A WaPo review of the last volume of C.S. Lewis’ letters (edited by Walter Hooper).
Has some interesting tidbits including the hint (provided by Lewis in a letter to Sheldon Vanauken) that Lewis married Joy Davidman so she wouldn’t have to return to the U.S:
Although many have impugned the motives of Davidman, the reason is revealed in a footnote: Lewis confided to his friend Sheldon Vanauken that he had married "to prevent the Government deporting her to America as a communist." She had been a prominent party member, and the congressional red scare was in full swing when she fled the United States.
Yet within a few months, Lewis was writing to Sayers, "My heart is breaking and I was never so happy before: at any rate there is more in life than I knew about." And elsewhere: "We are crazily in love."
The reviewer unfortunately ends with a swipe at the "religious right," whom she claims might well be surprised at the breadth of their hero’s interests:
It’s time to reclaim Lewis from the religious right, which has made of him an unlikely champion. The same audience would, perhaps, find it hard to square its adulation with his genuine curiosity about Hinduism, his love of The Iliad, his endorsement of Zoroastrianism as "one of the finest of the Pagan religions," and his eagerness to see more recognition for the Persian epic The Shahnameh. They might be more surprised that he supported his elder stepson’s eventual entrance into a yeshiva. Lewis’s religion was nuanced. He didn’t believe in word-for-word inerrancy of the Bible, saying that too few "know by the smell. . . the difference in myth, in legend, and a bit of primitive reportage."
In any case, Lewis’s wry, erudite, often spiritually profound letters are too good to be co-opted. He could be a bit of a prig, but his inner life is no dusty relic, irrelevant to our world today. In fact, in an era of New Age fuzziness, his mental clarity refreshes. ·
What is this "religious right" that honors Lewis and is apparently unaware of his, er…career?
It seems that by "religious right" this reviewer really means "typically stupid and parochial American Christians." The truth is, there is no such animal with a consistent set of stripes, and some very interesting conversations and, yes, battles about Lewis have taken place over the past few decades among Christians.

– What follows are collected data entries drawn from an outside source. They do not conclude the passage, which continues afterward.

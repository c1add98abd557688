//! Configuration management for PromGate.
//!
//! Configuration is read once at startup from a YAML file, then selected
//! values may be overridden by `PROMGATE_*` environment variables. The
//! result is validated and frozen into [`Settings`], which is shared by every
//! request for the lifetime of the process.
//!
//! # File format
//!
//! ```yaml
//! server:
//!   port: 8080
//!   bind: "0.0.0.0"
//!   max_concurrency: 10
//!   queue_timeout_secs: 30   # defaults to prometheus.timeout_secs
//! prometheus:
//!   url: "http://localhost:9090"
//!   timeout_secs: 30
//!   max_body_size_mb: 10
//! rules:
//!   allowed_spaces: ["team-a", "team-b"]
//!   max_lookback_secs: 7200
//!   max_function_range_secs: 86400
//! ```
//!
//! Every key is optional and falls back to [`promgate_core::defaults`].
//!
//! # Example
//!
//! ```
//! use promgate::config::{FileConfig, Settings};
//!
//! let file = FileConfig::from_yaml("rules:\n  allowed_spaces: [team-a]\n").unwrap();
//! let settings = Settings::from_file_config(file).unwrap();
//! assert_eq!(settings.port, 8080);
//! assert!(settings.rules.allowed_spaces.contains("team-a"));
//! ```

use std::env::VarError;
use std::fs;
use std::net::{IpAddr, SocketAddr};
use std::path::Path;
use std::str::FromStr;
use std::time::Duration;

use serde::Deserialize;
use tracing::warn;

use crate::env_vars;
use promgate_core::{
    AllowedSpaces, ConcurrencyProvider, PromGateError, ProxyConfig, ProxyProvider, Result,
    RulesConfig, RulesProvider, defaults,
};

// ============================================================================
// File representation
// ============================================================================

/// Raw configuration file contents.
#[derive(Debug, Clone, Default, PartialEq, Eq, Deserialize)]
#[serde(default, deny_unknown_fields)]
pub struct FileConfig {
    pub server: ServerSection,
    pub prometheus: PrometheusSection,
    pub rules: RulesSection,
}

#[derive(Debug, Clone, PartialEq, Eq, Deserialize)]
#[serde(default, deny_unknown_fields)]
pub struct ServerSection {
    pub port: u16,
    pub bind: String,
    pub max_concurrency: usize,
    pub queue_timeout_secs: Option<u64>,
}

impl Default for ServerSection {
    fn default() -> Self {
        Self {
            port: defaults::PORT,
            bind: defaults::BIND.to_string(),
            max_concurrency: defaults::MAX_CONCURRENCY,
            queue_timeout_secs: None,
        }
    }
}

#[derive(Debug, Clone, PartialEq, Eq, Deserialize)]
#[serde(default, deny_unknown_fields)]
pub struct PrometheusSection {
    pub url: String,
    pub timeout_secs: u64,
    pub max_body_size_mb: usize,
}

impl Default for PrometheusSection {
    fn default() -> Self {
        Self {
            url: defaults::BACKEND_URL.to_string(),
            timeout_secs: defaults::PROXY_TIMEOUT_SECS,
            max_body_size_mb: defaults::MAX_BODY_SIZE_MB,
        }
    }
}

#[derive(Debug, Clone, PartialEq, Eq, Deserialize)]
#[serde(default, deny_unknown_fields)]
pub struct RulesSection {
    pub allowed_spaces: Vec<String>,
    pub max_lookback_secs: u64,
    pub max_function_range_secs: u64,
}

impl Default for RulesSection {
    fn default() -> Self {
        Self {
            allowed_spaces: Vec::new(),
            max_lookback_secs: defaults::MAX_LOOKBACK_SECS,
            max_function_range_secs: defaults::MAX_FUNCTION_RANGE_SECS,
        }
    }
}

impl FileConfig {
    /// Parses YAML configuration text.
    pub fn from_yaml(text: &str) -> Result<Self> {
        // An empty document deserializes to unit, not to an empty mapping.
        if text.trim().is_empty() {
            return Ok(Self::default());
        }
        serde_yaml::from_str(text)
            .map_err(|e| PromGateError::ConfigError(format!("invalid configuration file: {e}")))
    }

    /// Reads and parses a configuration file.
    pub fn load(path: &Path) -> Result<Self> {
        let text = fs::read_to_string(path).map_err(|e| {
            PromGateError::ConfigError(format!("cannot read '{}': {e}", path.display()))
        })?;
        Self::from_yaml(&text)
    }

    /// Applies `PROMGATE_*` overrides read through `env_var`.
    ///
    /// Values that fail to parse are logged and ignored.
    pub fn apply_env_overrides<F>(&mut self, env_var: F)
    where
        F: Fn(&str) -> std::result::Result<String, VarError>,
    {
        override_from_env(&env_var, env_vars::PORT, &mut self.server.port);
        override_from_env(&env_var, env_vars::BIND, &mut self.server.bind);
        override_from_env(
            &env_var,
            env_vars::MAX_CONCURRENCY,
            &mut self.server.max_concurrency,
        );
        if let Ok(value) = env_var(env_vars::QUEUE_TIMEOUT_SECS) {
            match value.trim().parse() {
                Ok(secs) => self.server.queue_timeout_secs = Some(secs),
                Err(_) => warn_invalid(env_vars::QUEUE_TIMEOUT_SECS, &value),
            }
        }

        override_from_env(&env_var, env_vars::BACKEND_URL, &mut self.prometheus.url);
        override_from_env(
            &env_var,
            env_vars::PROXY_TIMEOUT_SECS,
            &mut self.prometheus.timeout_secs,
        );
        override_from_env(
            &env_var,
            env_vars::MAX_BODY_SIZE_MB,
            &mut self.prometheus.max_body_size_mb,
        );

        if let Ok(value) = env_var(env_vars::ALLOWED_SPACES) {
            self.rules.allowed_spaces = parse_comma_separated(&value);
        }
    }
}

/// Replaces `target` with the parsed variable, if it is set and valid.
fn override_from_env<F, T>(env_var: &F, var_name: &str, target: &mut T)
where
    F: Fn(&str) -> std::result::Result<String, VarError>,
    T: FromStr,
{
    if let Ok(value) = env_var(var_name) {
        match value.trim().parse() {
            Ok(parsed) => *target = parsed,
            Err(_) => warn_invalid(var_name, &value),
        }
    }
}

fn warn_invalid(var_name: &str, value: &str) {
    warn!(var = var_name, value = %value, "Invalid env var value, keeping configured value");
}

/// Parses a comma-separated string into a Vec of trimmed strings.
///
/// Filters out empty entries after trimming.
fn parse_comma_separated(input: &str) -> Vec<String> {
    input
        .split(',')
        .map(|s| s.trim().to_string())
        .filter(|s| !s.is_empty())
        .collect()
}

// ============================================================================
// Settings - ConfigProvider implementation
// ============================================================================

/// Validated runtime configuration.
#[derive(Debug, Clone)]
pub struct Settings {
    pub bind: IpAddr,
    pub port: u16,
    pub max_concurrency: usize,
    pub proxy: ProxyConfig,
    pub rules: RulesConfig,
}

impl Settings {
    /// Loads `path`, applies environment overrides and validates the result.
    pub fn load(path: &Path) -> Result<Self> {
        let mut file = FileConfig::load(path)?;
        file.apply_env_overrides(|key| std::env::var(key));
        Self::from_file_config(file)
    }

    /// Converts raw file contents into validated settings.
    pub fn from_file_config(file: FileConfig) -> Result<Self> {
        let bind = file.server.bind.trim().parse().map_err(|_| {
            PromGateError::ConfigError(format!("invalid bind address: '{}'", file.server.bind))
        })?;

        let timeout = Duration::from_secs(file.prometheus.timeout_secs);
        let queue_timeout = file
            .server
            .queue_timeout_secs
            .map_or(timeout, Duration::from_secs);

        let settings = Self {
            bind,
            port: file.server.port,
            max_concurrency: file.server.max_concurrency,
            proxy: ProxyConfig {
                backend_url: file.prometheus.url.trim().to_string(),
                timeout,
                queue_timeout,
                max_body_size: ProxyConfig::mb_to_bytes(file.prometheus.max_body_size_mb),
            },
            rules: RulesConfig {
                allowed_spaces: AllowedSpaces::new(file.rules.allowed_spaces).into(),
                max_lookback: Duration::from_secs(file.rules.max_lookback_secs),
                max_function_range: Duration::from_secs(file.rules.max_function_range_secs),
            },
        };

        settings.validate()?;
        Ok(settings)
    }

    /// Checks that the settings describe a runnable proxy.
    pub fn validate(&self) -> Result<()> {
        if self.port == 0 {
            return Err(config_error("server.port must be greater than 0"));
        }
        if self.max_concurrency == 0 {
            return Err(config_error("server.max_concurrency must be greater than 0"));
        }
        if self.proxy.timeout.is_zero() {
            return Err(config_error("prometheus.timeout_secs must be greater than 0"));
        }
        if self.proxy.queue_timeout.is_zero() {
            return Err(config_error("server.queue_timeout_secs must be greater than 0"));
        }
        if url::Url::parse(&self.proxy.backend_url).is_err() || !self.proxy.is_valid() {
            return Err(PromGateError::ConfigError(format!(
                "prometheus.url must be an http(s) URL, got '{}'",
                self.proxy.backend_url
            )));
        }
        if !self.rules.is_valid() {
            return Err(config_error(
                "rules.max_lookback_secs and rules.max_function_range_secs must be greater than 0",
            ));
        }
        if self.rules.allowed_spaces.is_empty() {
            warn!("rules.allowed_spaces is empty, every query will be rejected");
        }
        Ok(())
    }

    /// Address the server listens on.
    pub fn listen_addr(&self) -> SocketAddr {
        SocketAddr::new(self.bind, self.port)
    }
}

fn config_error(message: &str) -> PromGateError {
    PromGateError::ConfigError(message.to_string())
}

impl ProxyProvider for Settings {
    fn proxy_config(&self) -> &ProxyConfig {
        &self.proxy
    }
}

impl RulesProvider for Settings {
    fn rules_config(&self) -> &RulesConfig {
        &self.rules
    }
}

impl ConcurrencyProvider for Settings {
    fn max_concurrency(&self) -> usize {
        self.max_concurrency
    }
}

He is not uncontroversial and the reviewer is correct in saying that certain aspects of Lewis are conveniently ignored by some of his readers.
I suppose some Lewis fans operate out of an idealized image. Certainly there have been interesting conversations about various ends of the Christian spectrum choosing to ignore certain aspects of Lewis’ life. Certainly, there have been smirks and jibes back and forth between Anglicans, RC’s and evangelicals about "claiming" Lewis (not that RC’s can exactly "claim" him at all…), with certain parties commenting on certain other parties’ attitudes toward smoking and drinking and Lewis’ enjoyment of same. They’ve fought over the wardrobe, for pete’s sake. I’ve no doubt that if you looked, you could find a substantial subculture of fundamentalist Christians who have no use for C.S. Lewis in any way, shape or form. Some Christians have reservations about his Anglicanism, his views on sacrament and ritual, or, on the other end, even his "mere Christianity" and his methods of apologetics.
But I really don’t think this "religious right" is as stupid as the reviewer suggests. I think Lewis’ contemporary audiences appreciate what his individual pieces of writing, from Narnia to Mere Christianity to A Grief Observed have done for them – and how they have, in fact, changed their lives. And they’re grateful, simply for that.